Jack has written poetry all his life, but he never knew what to do with it until he shared his notebooks with Pam, who said, “You’re a filmmaker — shouldn’t your poems be films?” Pam and Jack both want to make lots of different kinds of films together, but Pam is especially proud to have been the one who suggested that Jack’s poems should come to life as films. They are delighted that making films of Jack’s poems has led to interesting collaborations with other poets and filmmakers.
Director Biography
Pam is an independent filmmaker who received her Ph.D. from the University of Iowa and taught at Northern Illinois University, St.Mary’s College, and the University of Notre Dame.

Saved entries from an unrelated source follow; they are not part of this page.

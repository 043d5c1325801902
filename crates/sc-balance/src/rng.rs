/// Source of uniform samples in `[0, 1)` for the balance pass.
///
/// The pass takes this explicitly so that callers own seeding and tests can
/// replay a fixed stream.
pub trait UniformSource {
    fn next_unit(&mut self) -> f64;
}

/// xorshift64 generator. Small, fast and reproducible from its seed; not
/// suitable for anything security related.
#[derive(Debug, Clone, PartialEq, Eq)]
pub struct XorShift64 {
    state: u64,
}

impl XorShift64 {
    /// A zero seed would lock the generator at zero, so it is bumped to one.
    pub fn new(seed: u64) -> Self {
        Self { state: seed.max(1) }
    }

    pub fn next_u64(&mut self) -> u64 {
        self.state ^= self.state << 13;
        self.state ^= self.state >> 7;
        self.state ^= self.state << 17;
        self.state
    }
}

impl Default for XorShift64 {
    fn default() -> Self {
        Self::new(0x9E37_79B9_7F4A_7C15)
    }
}

impl UniformSource for XorShift64 {
    fn next_unit(&mut self) -> f64 {
        // Top 53 bits give every representable multiple of 2^-53 in [0, 1).
        (self.next_u64() >> 11) as f64 * (1.0 / (1u64 << 53) as f64)
    }
}

impl<R: UniformSource + ?Sized> UniformSource for &mut R {
    fn next_unit(&mut self) -> f64 {
        (**self).next_unit()
    }
}
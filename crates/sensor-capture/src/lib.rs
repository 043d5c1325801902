//! Post-processing for a simulated robot camera.
//!
//! A renderer draws each channel into an oversampled render target. This
//! crate turns those targets into sensor outputs:
//!
//! - **RGB**: block-averaged color, see [`reduce_rgb`].
//! - **Depth**: remapped block mean plus a validity mask that rejects blocks
//!   straddling a depth edge or lying too far away, see [`reduce_depth`].
//! - **Labels**: per-class majority votes plus a validity mask, see
//!   [`reduce_labels`].
//!
//! [`SensorCapture`] ties the stages together, reuses output buffers across
//! captures and optionally thins out over-represented floor and wall pixels
//! with [`balance`].
//!
//! ```no_run
//! use sensor_capture::{CaptureConfig, CaptureInputs, Image, SensorCapture};
//!
//! # fn main() -> Result<(), sensor_capture::Error> {
//! let cfg = CaptureConfig::household(320, 240)?;
//! let rgb = Image::new_fill(640, 480, [0u8; 3]);
//! let mut camera = SensorCapture::with_seed(cfg, 1)?;
//! let stats = camera.capture(&CaptureInputs {
//!     rgb: rgb.as_view(),
//!     depth: None,
//!     labels: None,
//! })?;
//! println!("rgb took {:?}", stats.rgb);
//! # Ok(())
//! # }
//! ```

mod capture;

pub use capture::{
    CaptureConfig, CaptureInputs, CaptureStats, SensorCapture, SensorFrame, capture_once,
};

pub use sc_balance::{
    BalanceConfig, BalanceOutcome, ClassCounts, UniformSource, XorShift64, balance, count_classes,
};
pub use sc_core::{
    ClassBit, ClassMask, DepthFrame, Error, Image, ImageView, LabelFrame, MAX_SHIFT, Resolution,
    Rgb8, RgbFrame, Shift, VoteRule,
};
pub use sc_reduce::{
    ClipPlanes, DepthEncoding, DepthPolicy, DepthRemap, DepthValidity, LABEL_CHANNEL,
    decode_label, reduce_depth, reduce_labels, reduce_rgb,
};
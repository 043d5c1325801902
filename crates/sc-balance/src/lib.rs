//! Stochastic class balancing for reduced label/depth frames.
//!
//! Indoor scenes are dominated by floor and wall pixels. When background
//! pixels outnumber item pixels (plus a fixed baseline), each background
//! pixel is kept with probability `1 / ratio` and otherwise masked out of
//! both the label and the depth channel. Pixels carrying any item class are
//! never touched, so the item count is invariant.
//!
//! The pass draws from a caller-supplied [`UniformSource`]; seed it to get
//! reproducible masks.

mod rng;

use serde::{Deserialize, Serialize};

use sc_core::{ClassBit, ClassMask, Error, Image, LabelFrame};

pub use rng::{UniformSource, XorShift64};

#[derive(Debug, Clone, Copy, PartialEq, Serialize, Deserialize)]
#[serde(default)]
pub struct BalanceConfig {
    pub floor: ClassBit,
    pub wall: ClassBit,
    /// Classes a manipulator can interact with.
    pub items: ClassMask,
    /// Item pixels assumed visible even when none are, so the ratio stays
    /// finite and mild for small items. 50 is about 1% of an 80x64 frame.
    pub item_baseline: f64,
}

impl Default for BalanceConfig {
    fn default() -> Self {
        Self {
            floor: ClassBit::FLOOR,
            wall: ClassBit::WALL,
            items: ClassBit::FURNITURE.mask() | ClassBit::HANDLE.mask() | ClassBit::ITEM.mask(),
            item_baseline: 50.0,
        }
    }
}

impl BalanceConfig {
    pub fn background(&self) -> ClassMask {
        self.floor.mask() | self.wall.mask()
    }

    pub fn validate(&self) -> Result<(), Error> {
        if !(self.item_baseline.is_finite() && self.item_baseline > 0.0) {
            return Err(Error::InvalidBaseline(self.item_baseline));
        }
        Ok(())
    }
}

/// Valid-pixel class counts. A pixel may count toward several classes.
#[derive(Debug, Clone, Copy, Default, PartialEq, Eq, Serialize)]
pub struct ClassCounts {
    pub floor: usize,
    pub wall: usize,
    pub items: usize,
}

impl ClassCounts {
    pub fn background(&self) -> usize {
        self.floor + self.wall
    }
}

#[derive(Debug, Clone, Copy, PartialEq, Serialize)]
pub struct BalanceOutcome {
    /// Counts before any pixel was dropped.
    pub counts: ClassCounts,
    pub ratio: f64,
    pub keep_probability: f64,
    pub dropped: usize,
}

/// Counts floor, wall and item pixels among those with `mask != 0`.
pub fn count_classes(
    values: &Image<ClassMask>,
    mask: &Image<u8>,
    cfg: &BalanceConfig,
) -> Result<ClassCounts, Error> {
    check_same_shape("label mask", values, mask)?;

    let mut counts = ClassCounts::default();
    for (&v, _) in values.data().iter().zip(mask.data()).filter(|(_, m)| **m != 0) {
        counts.floor += usize::from(v.contains(cfg.floor));
        counts.wall += usize::from(v.contains(cfg.wall));
        counts.items += usize::from(v.intersects(cfg.items));
    }
    Ok(counts)
}

/// Drops over-represented background pixels from `labels.mask` and
/// `depth_mask` in place.
///
/// Must run after both channels are reduced. The label values are left
/// untouched; only validity changes.
pub fn balance<R: UniformSource + ?Sized>(
    labels: &mut LabelFrame,
    depth_mask: &mut Image<u8>,
    cfg: &BalanceConfig,
    rng: &mut R,
) -> Result<BalanceOutcome, Error> {
    cfg.validate()?;
    check_same_shape("depth mask", &labels.values, depth_mask)?;

    let counts = count_classes(&labels.values, &labels.mask, cfg)?;
    let ratio = counts.background() as f64 / (counts.items as f64 + cfg.item_baseline);

    if ratio <= 1.0 {
        return Ok(BalanceOutcome {
            counts,
            ratio,
            keep_probability: 1.0,
            dropped: 0,
        });
    }

    let keep_probability = 1.0 / ratio;
    let background = cfg.background();
    let mut dropped = 0usize;

    let pixels = labels
        .values
        .data()
        .iter()
        .zip(labels.mask.data_mut())
        .zip(depth_mask.data_mut());
    for ((&v, label_valid), depth_valid) in pixels {
        if *label_valid == 0 || !v.intersects(background) || v.intersects(cfg.items) {
            continue;
        }
        if rng.next_unit() < keep_probability {
            continue;
        }
        *label_valid = 0;
        *depth_valid = 0;
        dropped += 1;
    }

    tracing::debug!(
        floor = counts.floor,
        wall = counts.wall,
        items = counts.items,
        ratio,
        dropped,
        "class balance applied"
    );

    Ok(BalanceOutcome {
        counts,
        ratio,
        keep_probability,
        dropped,
    })
}

fn check_same_shape<A, B>(what: &'static str, a: &Image<A>, b: &Image<B>) -> Result<(), Error> {
    if a.resolution() != b.resolution() {
        return Err(Error::ShapeMismatch {
            channel: what,
            expected_w: a.width(),
            expected_h: a.height(),
            actual_w: b.width(),
            actual_h: b.height(),
        });
    }
    Ok(())
}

She directed the largest student film society in the US while she was at the University of Iowa and ran film series’ for the Snite Museum of Art in South Bend, IN. Her experimental film with Dan Curry, Open Territory, received an individual filmmaker grant from the National Endowment for the Arts and grants from the Center for New Television and the Indiana Arts Council. OT screened at the Pacific Film Archives and numerous film festivals, including the AFI Video Festival, and was nominated for a regional Emmy. Her other films include museum installations, scholarly/academic hybrid works shown at film conferences, and a documentary commissioned by the Peace Institute at the University of Notre Dame. She is an occasional contributor to Moving Poems Magazine (http://discussion.movingpoems.com/).
Jack is an independent filmmaker who has produced, directed or shot various experimental and personal projects. As a DP, he has extensive experience shooting commercials, independent features, and documentaries. His varied commercial client list includes BMW, Ford, Nissan, Fujifilm, Iomega, Corum Watches, and Forte Hotels. His features and documentaries have shown at the Sundance, Raindance, Telluride, Tribeca, Edinburgh, Chicago, Houston, and Taos film Festivals, winning several honors. His commercials and documentaries have won Silver Lions from Cannes, a BAFTA (British Academy Award), Peabody Awards, and Cable Aces. Some notable credits: Director of Photography on Brian Griffin’s Claustrofoamia, Cinematography for Antony Thomas’ Tank Man, Director/Cinematographer of Viento Nocturno, and Cinematographer of Ramin Niami’s feature film Paris. Jack was trained at the University of Iowa Creative Writers Workshop, and the University of Iowa film studies program.